The first seven miles of the Somerset County trail, from Rockwood to the Pinkerton Low Bridge at Markleton, finally opened on April 24, 1993, a year after the groundbreaking and nearly four years after the 1989 NPS feasibility study was completed. As SCRTA negotiated additional land acquisitions with CSX,[22] subsequent trail sections fell into place over the next decade, starting with the Rockwood to Garrett stretch, which opened on June 4, 1994.

By early 1995, the trail covered the 14 miles between Markleton and Garrett, with Rockwood serving as a mid-way point. SCRTA and the Somerset County Commissioners hired Simone and Jaffe Landscape Architecture of Lancaster to develop a master development plan for the trail, which was funded by the Southwestern Pennsylvania Heritage Preservation Commission (SPHPC).[23] SCRTA anticipated the trail to reach the Youghiogheny River Trail in Confluence – another 15 miles away – and the Maryland border.

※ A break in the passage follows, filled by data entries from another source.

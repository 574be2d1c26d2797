//! Offline-first sync backend for utility-meter readings and bills.
//!
//! Clients push locally created or edited records to `/api/v1/sync/push`
//! and fetch everything that changed since their last checkpoint from
//! `/api/v1/sync/pull`.

use serde::Serialize;

pub mod app;
pub mod auth;
pub mod bills;
pub mod config;
pub mod error;
pub mod readings;
pub mod seed;
pub mod state;
pub mod store;
pub mod sync;
pub mod tenant;
pub mod validate;

pub use state::AppState;

#[derive(Debug, Serialize)]
pub struct DeleteResponse {
    pub success: bool,
}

That same year, a trail summit for the groups from Pittsburgh to Cumberland held at Hidden Valley Ski Resort led to the creation of the Allegheny Trail Alliance (ATA) – a coalition of seven individual trail groups in western Pennsylvania and Maryland, including SCRTA – that comprised the future Great Allegheny Passage. Each of the member groups would focus on their individual trails but collectively promote an interconnected Pittsburgh to Washington D.C. corridor.

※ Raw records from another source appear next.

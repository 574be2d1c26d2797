//! Record store: durable home of users, readings and bills.
//!
//! Every reader and writer in the crate goes through [`RecordStore`]. The
//! production implementation is [`PgStore`]; [`MemoryStore`] keeps the same
//! semantics in process and backs the test suite.

use async_trait::async_trait;
use time::OffsetDateTime;
use uuid::Uuid;

mod memory;
mod postgres;
mod types;

pub use memory::MemoryStore;
pub use postgres::PgStore;
pub use types::{
    Bill, BillDraft, BillPatch, ChangeSet, Reading, ReadingDraft, ReadingPatch, User,
};

#[derive(Debug, thiserror::Error)]
pub enum StoreError {
    /// A uniqueness or ownership constraint rejected the write.
    #[error("conflict: {0}")]
    Conflict(String),

    #[error("database error: {0}")]
    Database(#[from] sqlx::Error),

    /// The store kept failing in a way a retry was expected to fix.
    #[error("store unavailable: {0}")]
    Unavailable(String),

    #[error("migration failed: {0}")]
    Migrate(#[from] sqlx::migrate::MigrateError),
}

pub type StoreResult<T> = Result<T, StoreError>;

#[async_trait]
pub trait RecordStore: Send + Sync {
    /// Current time on the store's clock. Reconciliation times and pull
    /// checkpoints are read from the same clock so they are comparable.
    async fn now(&self) -> StoreResult<OffsetDateTime>;

    async fn find_user_by_email(&self, email: &str) -> StoreResult<Option<User>>;

    /// Fails with [`StoreError::Conflict`] when the email is already taken.
    async fn insert_user(&self, email: &str, at: OffsetDateTime) -> StoreResult<User>;

    /// Upserts all readings, then all bills, as one atomic unit, and returns
    /// the reconciliation time `at` stamped on every row.
    ///
    /// Existing rows of the same owner are fully replaced and keep their
    /// `created_at`; new rows get `created_at = updated_at = at`. A row id that
    /// belongs to another owner aborts the whole batch with a conflict.
    ///
    /// `at` is read while the owner's writes are serialized against
    /// [`RecordStore::changes_since`]: once a checkpoint later than `at`
    /// exists, the batch is visible to the scan that produced it.
    async fn upsert_batch(
        &self,
        owner: Uuid,
        readings: &[ReadingDraft],
        bills: &[BillDraft],
    ) -> StoreResult<OffsetDateTime>;

    /// Rows of `owner` with `updated_at > since OR created_at > since`, or
    /// all of them when `since` is `None`. Ordered by `created_at`, then `id`.
    ///
    /// The returned checkpoint is read after in-flight writes of `owner` have
    /// finished and before any later write is stamped, so every row missing
    /// from the set carries a newer `updated_at`.
    async fn changes_since(
        &self,
        owner: Uuid,
        since: Option<OffsetDateTime>,
    ) -> StoreResult<ChangeSet>;

    /// Newest reading date first.
    async fn list_readings(&self, owner: Uuid) -> StoreResult<Vec<Reading>>;
    async fn get_reading(&self, owner: Uuid, id: Uuid) -> StoreResult<Option<Reading>>;
    async fn update_reading(
        &self,
        owner: Uuid,
        id: Uuid,
        patch: &ReadingPatch,
    ) -> StoreResult<Option<Reading>>;
    async fn delete_reading(&self, owner: Uuid, id: Uuid) -> StoreResult<bool>;

    /// Newest billing period first, bills without a period last.
    async fn list_bills(&self, owner: Uuid) -> StoreResult<Vec<Bill>>;
    async fn get_bill(&self, owner: Uuid, id: Uuid) -> StoreResult<Option<Bill>>;
    async fn update_bill(
        &self,
        owner: Uuid,
        id: Uuid,
        patch: &BillPatch,
    ) -> StoreResult<Option<Bill>>;
    async fn delete_bill(&self, owner: Uuid, id: Uuid) -> StoreResult<bool>;
}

After the ATA spent about a year organizing the new coalition and building some trail portions, it elected a nominating committee, which asked Linda McKenna Boxx, chair of the Katherine Mabis McKenna Foundation, to become ATA president. She agreed to a second term as president of ATA, with Lincoln “Linc” Van Sickel, chairman of the newly created Somerset County Parks and Recreation Board, serving as ATA vice president. The two worked as a team on the ATA from 1998 to 2009. During that time, Boxx led the creation of a unified trail system and pursued state and federal funding instrumental for completing the future bridge, tunnel and viaduct projects needed in Somerset County. In 1996, Van Sickle was hired as trail construction coordinator, responsible for several huge projects, including the Salisbury Viaduct renovation.

Linda and I and a couple other guys usually went to Harrisburg two or three times for meetings with the legislatures and so forth. And Linda, of course, was the catalyst for the whole thing. I mean, there were a lot of people that were involved, but Linda came along at the right time and the right place. I can’t say enough about Linda, [her] ability and know-how and just plain work – a lot of work.
-Lincoln Van Sickel, August 2005[24]

At this point, however, the Somerset County trail planners began to run into the structure challenges that dissuaded the Commonwealth and the WPC from acquiring the entire Western Maryland Railway in the beginning. Multiple bridges comprised the route, along with two railroad viaducts and the Pinkerton and Big Savage Tunnels. Yet the ultimate vision of connecting Pittsburgh to Washington D.C. kept the trail project moving forward.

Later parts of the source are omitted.